Éblouissements

L’Orchestre national de Metz Grand Est s’associe à Musica pour clore le portrait consacré à Kaija Saariaho.

Deux pages orchestrales qui encadrent la carrière de la compositrice finlandaise sont données sous la direction de David Reiland. Tout d’abord, Verblendungen, l’œuvre qui l’a fait connaître au milieu des années 1980 et dont le modèle est une trace de pinceau qui lentement s’effile. À partir d’un climax initial saturant l’espace harmonique se déploient des spectres de plus en plus épurés, jusqu’à la disparition de l’orchestre en un souffle. Son concerto pour harpe Trans composé en 2015 est interprété par l’un des plus éminents représentants de l’instrument, Xavier de Maistre. Tout en délicatesse, l’orchestre ouvre des espaces et s’efface pour mettre en valeur la fragilité de la partie soliste.

Commande conjointe de Musica et de la Cité musicale-Metz, Darker Stems de Clara Iannotta est donné en création mondiale. D’une portée autobiographique rare, la pièce a été imaginée durant une longue période de convalescence. La compositrice italienne dit y avoir transposé son expérience intime de la maladie : « À la manière d’un miroir intérieur révélant des pensées, des comportements ou des peurs cachées au fond de moi, un espace interdit au verbe, mais où le son peut se nourrir avant de s’écrire sur une page. »
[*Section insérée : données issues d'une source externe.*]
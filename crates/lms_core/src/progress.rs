//! crates/lms_core/src/progress.rs
//!
//! The lecture progress tracker: per-(user, course) completion state for
//! each lecture the user has touched, with course-level completion derived
//! by the aggregator in `completion` after every mutation.

use std::sync::Arc;

use chrono::{DateTime, Utc};
use uuid::Uuid;

use crate::completion::{self, Rollup};
use crate::domain::{Course, CourseProgress, LectureProgress};
use crate::ports::{CourseCatalog, PortError, PortResult, ProgressStore};

/// Read-only snapshot of a user's progress through a course, with the
/// percentage recomputed against the course's current lecture count.
/// Users with no progress record yet get empty defaults.
#[derive(Debug, Clone)]
pub struct ProgressView {
    pub course: Course,
    pub lectures: Vec<LectureProgress>,
    pub completion_percentage: u8,
    pub is_completed: bool,
}

pub struct ProgressTracker {
    catalog: Arc<dyn CourseCatalog>,
    progress: Arc<dyn ProgressStore>,
}

impl ProgressTracker {
    pub fn new(catalog: Arc<dyn CourseCatalog>, progress: Arc<dyn ProgressStore>) -> Self {
        Self { catalog, progress }
    }

    /// Returns the existing progress record for the pair, creating an
    /// empty one if absent. Fails with `NotFound` if the course does not
    /// exist. Enrollment never calls this: progress stays lazy.
    pub async fn get_or_create(
        &self,
        user_id: Uuid,
        course_id: Uuid,
        now: DateTime<Utc>,
    ) -> PortResult<CourseProgress> {
        self.require_course(course_id).await?;
        self.progress.create_if_absent(user_id, course_id, now).await
    }

    /// Upserts the progress entry for one lecture and recomputes the
    /// derived completion fields.
    ///
    /// Fails with `NotFound` if the course does not exist or the lecture
    /// does not belong to it, and with `Validation` for negative watch
    /// time. Safe under concurrent calls for distinct lectures on the same
    /// record: the entry write is atomic per lecture at the store layer.
    pub async fn mark_lecture(
        &self,
        user_id: Uuid,
        course_id: Uuid,
        lecture_id: Uuid,
        completed: bool,
        watch_time_secs: Option<f64>,
        now: DateTime<Utc>,
    ) -> PortResult<CourseProgress> {
        if let Some(wt) = watch_time_secs {
            if !wt.is_finite() || wt < 0.0 {
                return Err(PortError::Validation(format!(
                    "watch time must be a non-negative number of seconds, got {}",
                    wt
                )));
            }
        }

        let course = self.require_course(course_id).await?;
        if !self
            .catalog
            .lecture_belongs_to_course(course_id, lecture_id)
            .await?
        {
            return Err(PortError::NotFound(format!(
                "Lecture {} not found in course {}",
                lecture_id, course_id
            )));
        }

        self.progress.create_if_absent(user_id, course_id, now).await?;
        let mut record = self
            .progress
            .upsert_lecture(user_id, course_id, lecture_id, completed, watch_time_secs, now)
            .await?;

        // Explicit recomputation against the current lecture count; the
        // total is never cached on the progress record.
        let rollup = completion::rollup(&record.lectures, course.total_lectures());
        self.progress
            .write_rollup(user_id, course_id, rollup, now)
            .await?;

        record.completion_percentage = rollup.completion_percentage;
        record.is_completed = rollup.is_completed;
        record.last_accessed = now;
        Ok(record)
    }

    /// Marks the whole course completed: every existing entry is flagged
    /// completed and entries are populated for course lectures not yet
    /// touched, so the derived percentage lands on 100 through the same
    /// aggregation as any other mutation.
    ///
    /// Fails with `NotFound` if no progress record exists; a course never
    /// started cannot be completed (callers may `get_or_create` first if
    /// they want auto-creation).
    pub async fn mark_all_completed(
        &self,
        user_id: Uuid,
        course_id: Uuid,
        now: DateTime<Utc>,
    ) -> PortResult<CourseProgress> {
        let course = self.require_course(course_id).await?;
        let record = self.require_progress(user_id, course_id).await?;

        let mut entries = record.lectures;
        for entry in entries.iter_mut() {
            entry.is_completed = true;
            entry.last_watched = now;
        }
        for &lecture_id in &course.lecture_ids {
            if !entries.iter().any(|lp| lp.lecture_id == lecture_id) {
                entries.push(LectureProgress::new(lecture_id, true, 0.0, now));
            }
        }

        let rollup = completion::rollup(&entries, course.total_lectures());
        self.persist_overwrite(user_id, course_id, entries, rollup, now)
            .await
    }

    /// Resets every entry and the record itself to not-completed.
    /// Fails with `NotFound` if no record exists. Idempotent.
    pub async fn reset(
        &self,
        user_id: Uuid,
        course_id: Uuid,
        now: DateTime<Utc>,
    ) -> PortResult<CourseProgress> {
        let record = self.require_progress(user_id, course_id).await?;

        let mut entries = record.lectures;
        for entry in entries.iter_mut() {
            entry.is_completed = false;
        }

        self.persist_overwrite(user_id, course_id, entries, Rollup::zero(), now)
            .await
    }

    /// Read path: the course plus the user's progress, with the percentage
    /// derived fresh at read time. Nothing is created or persisted here.
    pub async fn view(&self, user_id: Uuid, course_id: Uuid) -> PortResult<ProgressView> {
        let course = self.require_course(course_id).await?;
        let record = self.progress.find(user_id, course_id).await?;

        let lectures = record.map(|r| r.lectures).unwrap_or_default();
        let rollup = completion::rollup(&lectures, course.total_lectures());
        Ok(ProgressView {
            course,
            lectures,
            completion_percentage: rollup.completion_percentage,
            is_completed: rollup.is_completed,
        })
    }

    async fn require_course(&self, course_id: Uuid) -> PortResult<Course> {
        self.catalog.get_course(course_id).await.map_err(|e| match e {
            PortError::NotFound(_) => PortError::NotFound(format!("Course {} not found", course_id)),
            other => other,
        })
    }

    async fn require_progress(&self, user_id: Uuid, course_id: Uuid) -> PortResult<CourseProgress> {
        self.progress
            .find(user_id, course_id)
            .await?
            .ok_or_else(|| {
                PortError::NotFound(format!(
                    "No course progress for user {} in course {}",
                    user_id, course_id
                ))
            })
    }

    async fn persist_overwrite(
        &self,
        user_id: Uuid,
        course_id: Uuid,
        entries: Vec<LectureProgress>,
        rollup: Rollup,
        now: DateTime<Utc>,
    ) -> PortResult<CourseProgress> {
        let found = self
            .progress
            .overwrite_entries(user_id, course_id, entries, rollup, now)
            .await?;
        if !found {
            return Err(PortError::NotFound(format!(
                "No course progress for user {} in course {}",
                user_id, course_id
            )));
        }
        self.require_progress(user_id, course_id).await
    }
}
La pièce d’Olga Neuwirth qui ouvre le concert, CoronAtion V : Spraying sounds of hope (2020), fait partie d’un cycle d’œuvres composées durant la période de confinement. Elle joue avec l’idée de distanciation sociale en dispersant une petite fanfare dans la salle de concert.

Olga Neuwirth, CoronAtion V : Spraying sounds of hope (2020)
Kaija Saariaho, Verblendungen (1984)
Clara Iannotta, Darker Stems (2022) - création mondiale
Kaija Saariaho, Trans (2015)

Orchestre national de Metz Grand Est
direction David Reiland
harpe Xavier de Maistre


Darker Stems de Clara Iannotta est une commande de Musica et de l’Orchestre national de Metz Grand Est.